In some instances, U.S. clients would tell their bankers that their “gas tank is running empty” as coded language to indicate that they needed more cash on their cards, according to a statement of facts..
Swiss financial regulator FINMA said in a statement on Monday that BSI had breached its obligations to identify, limit and monitor the risks involved in its dealings with U.S. clients, having served a large volume of customers with undeclared assets.
FINMA said it hopes that, case by case, each bank in the U.S. program “will reach an agreement with the DoJ to settle their legacies related to U.S. clients subject to U.S. taxation.”
BSI, one of Switzerland’s largest private banks, apparently had more U.S. account holders than many other banks in the program, a reason for the sizeable penalty, according to Washington, D.C., attorney Scott Michel, who represents banks and individuals who have made voluntary disclosures.
Sixty or 70 other Swiss banks are expected to strike similar agreements with the Justice Department in the coming months, Michel said.
The BSI agreement also has substantial implications for account holders, the lawyer noted.
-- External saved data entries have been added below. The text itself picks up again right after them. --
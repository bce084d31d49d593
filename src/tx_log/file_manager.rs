use std::{
    collections::HashMap,
    fs::{self, File, OpenOptions},
    io::{Cursor, Read, Seek, SeekFrom, Write},
    path::{Path, PathBuf},
    sync::Arc,
};

use log::info;
use parking_lot::Mutex;

use crate::{
    error::SmallError,
    io::{read_into, SmallWriter},
    types::SmallResult,
};

const FILE_MAGIC: &[u8; 4] = b"SJEL";
const FILE_VERSION: u32 = 1;

/// # Format
///
/// - 4 bytes: magic
/// - 4 bytes: file number
/// - 8 bytes: offset of the last entry in the previous file (0 if none)
/// - 4 bytes: version
/// - 4 bytes: crc32 of the bytes above
pub const FILE_HEADER_SIZE: u64 = 24;

#[derive(Debug, Clone, Copy, PartialEq, Eq)]
pub struct FileHeader {
    pub file_number: u32,
    pub last_entry_in_prev_file: u64,
    pub version: u32,
}

impl FileHeader {
    fn serialize(&self) -> Vec<u8> {
        let mut writer = SmallWriter::new_reserved(FILE_HEADER_SIZE as usize);
        writer.write_bytes(FILE_MAGIC);
        writer.write(&self.file_number);
        writer.write(&self.last_entry_in_prev_file);
        writer.write(&self.version);
        let mut bytes = writer.into_bytes();
        let crc = crc32fast::hash(&bytes);
        bytes.extend_from_slice(&crc.to_le_bytes());
        bytes
    }

    fn deserialize(bytes: &[u8]) -> SmallResult<Self> {
        if bytes.len() < FILE_HEADER_SIZE as usize {
            return Err(SmallError::LogFormat(format!(
                "short file header: {} bytes",
                bytes.len()
            )));
        }
        if &bytes[0..4] != FILE_MAGIC {
            return Err(SmallError::LogFormat("bad file magic".to_string()));
        }
        let mut r = Cursor::new(&bytes[4..FILE_HEADER_SIZE as usize]);
        let header = Self {
            file_number: read_into(&mut r)?,
            last_entry_in_prev_file: read_into(&mut r)?,
            version: read_into(&mut r)?,
        };
        let crc: u32 = read_into(&mut r)?;
        if crc32fast::hash(&bytes[0..20]) != crc {
            return Err(SmallError::LogFormat("file header checksum mismatch".to_string()));
        }
        Ok(header)
    }
}

/// A log file opened with read and write mode.
pub struct LogFile {
    file: File,
    path: PathBuf,
}

impl LogFile {
    fn open(path: &Path, create: bool) -> SmallResult<Self> {
        let file = OpenOptions::new()
            .read(true)
            .write(true)
            .create(create)
            .open(path)
            .map_err(|e| SmallError::log_io(&format!("open {}", path.display()), e))?;
        Ok(Self {
            file,
            path: path.to_path_buf(),
        })
    }

    pub fn write_at(&mut self, offset: u64, bytes: &[u8]) -> SmallResult {
        self.file
            .seek(SeekFrom::Start(offset))
            .and_then(|_| self.file.write_all(bytes))
            .map_err(|e| SmallError::log_io(&format!("write {}", self.path.display()), e))
    }

    /// Read up to `len` bytes, fewer if the file ends first.
    pub fn read_at(&mut self, offset: u64, len: usize) -> SmallResult<Vec<u8>> {
        let mut buf = Vec::with_capacity(len);
        self.file
            .seek(SeekFrom::Start(offset))
            .and_then(|_| (&mut self.file).take(len as u64).read_to_end(&mut buf))
            .map_err(|e| SmallError::log_io(&format!("read {}", self.path.display()), e))?;
        Ok(buf)
    }

    pub fn sync(&self) -> SmallResult {
        self.file
            .sync_data()
            .map_err(|e| SmallError::log_io(&format!("fsync {}", self.path.display()), e))
    }

    pub fn len(&self) -> SmallResult<u64> {
        let metadata = self
            .file
            .metadata()
            .map_err(|e| SmallError::log_io(&format!("stat {}", self.path.display()), e))?;
        Ok(metadata.len())
    }

    pub fn set_len(&self, len: u64) -> SmallResult {
        self.file
            .set_len(len)
            .map_err(|e| SmallError::log_io(&format!("truncate {}", self.path.display()), e))
    }
}

/// Names, creates and opens the `NNNNNNNN.jdb` files of a log.
pub struct FileManager {
    home: PathBuf,

    // read handles, the write handle lives in the log manager
    readers: Mutex<HashMap<u32, Arc<Mutex<LogFile>>>>,
}

impl FileManager {
    pub fn new<P: AsRef<Path>>(home: P) -> SmallResult<Self> {
        let home = home.as_ref().to_path_buf();
        fs::create_dir_all(&home)
            .map_err(|e| SmallError::log_io(&format!("create {}", home.display()), e))?;
        Ok(Self {
            home,
            readers: Mutex::new(HashMap::new()),
        })
    }

    pub fn home(&self) -> &Path {
        &self.home
    }

    pub fn file_name(file_number: u32) -> String {
        format!("{:08x}.jdb", file_number)
    }

    pub fn file_path(&self, file_number: u32) -> PathBuf {
        self.home.join(Self::file_name(file_number))
    }

    /// Numbers of all log files in the home directory, ascending.
    pub fn list_files(&self) -> SmallResult<Vec<u32>> {
        let dir = fs::read_dir(&self.home)
            .map_err(|e| SmallError::log_io(&format!("list {}", self.home.display()), e))?;

        let mut numbers = Vec::new();
        for entry in dir {
            let entry = entry.map_err(|e| SmallError::log_io("list log files", e))?;
            let name = entry.file_name();
            let name = name.to_string_lossy();
            if let Some(stem) = name.strip_suffix(".jdb") {
                if stem.len() == 8 {
                    if let Ok(n) = u32::from_str_radix(stem, 16) {
                        numbers.push(n);
                    }
                }
            }
        }
        numbers.sort_unstable();
        Ok(numbers)
    }

    /// Create a file and write its header. Returns the write handle.
    pub fn create_file(&self, file_number: u32, last_entry_in_prev_file: u64) -> SmallResult<LogFile> {
        let path = self.file_path(file_number);
        let mut file = LogFile::open(&path, true)?;
        file.set_len(0)?;
        let header = FileHeader {
            file_number,
            last_entry_in_prev_file,
            version: FILE_VERSION,
        };
        file.write_at(0, &header.serialize())?;
        file.sync()?;
        self.readers.lock().remove(&file_number);
        info!("created log file {}", path.display());
        Ok(file)
    }

    pub fn open_for_write(&self, file_number: u32) -> SmallResult<LogFile> {
        LogFile::open(&self.file_path(file_number), false)
    }

    pub fn delete_file(&self, file_number: u32) -> SmallResult {
        self.readers.lock().remove(&file_number);
        let path = self.file_path(file_number);
        fs::remove_file(&path)
            .map_err(|e| SmallError::log_io(&format!("remove {}", path.display()), e))
    }

    fn reader(&self, file_number: u32) -> SmallResult<Arc<Mutex<LogFile>>> {
        let mut readers = self.readers.lock();
        if let Some(r) = readers.get(&file_number) {
            return Ok(r.clone());
        }
        let file = Arc::new(Mutex::new(LogFile::open(&self.file_path(file_number), false)?));
        readers.insert(file_number, file.clone());
        Ok(file)
    }

    pub fn read_at(&self, file_number: u32, offset: u64, len: usize) -> SmallResult<Vec<u8>> {
        let reader = self.reader(file_number)?;
        let mut file = reader.lock();
        file.read_at(offset, len)
    }

    pub fn file_len(&self, file_number: u32) -> SmallResult<u64> {
        let reader = self.reader(file_number)?;
        let file = reader.lock();
        file.len()
    }

    pub fn read_header(&self, file_number: u32) -> SmallResult<FileHeader> {
        let bytes = self.read_at(file_number, 0, FILE_HEADER_SIZE as usize)?;
        let header = FileHeader::deserialize(&bytes)?;
        if header.file_number != file_number {
            return Err(SmallError::LogFormat(format!(
                "file {} claims to be file {}",
                Self::file_name(file_number),
                header.file_number
            )));
        }
        Ok(header)
    }

    pub fn clear_readers(&self) {
        self.readers.lock().clear();
    }
}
If a U.S. taxpayer has an unreported account at a Swiss bank and enters the offshore disclosure program, the account holder has to pay a penalty equal to 27.5 percent of the high balance in the account, he said.
However, once a bank becomes the publicly announced subject of an investigation or enforcement action, including the execution of a non-prosecution agreement, the 27.5 percent penalty facing a taxpayer who holds an undisclosed account rises to 50 percent.
“For any American with an unreported account at BSI, their effective cost has essentially doubled today,” Michel pointed out.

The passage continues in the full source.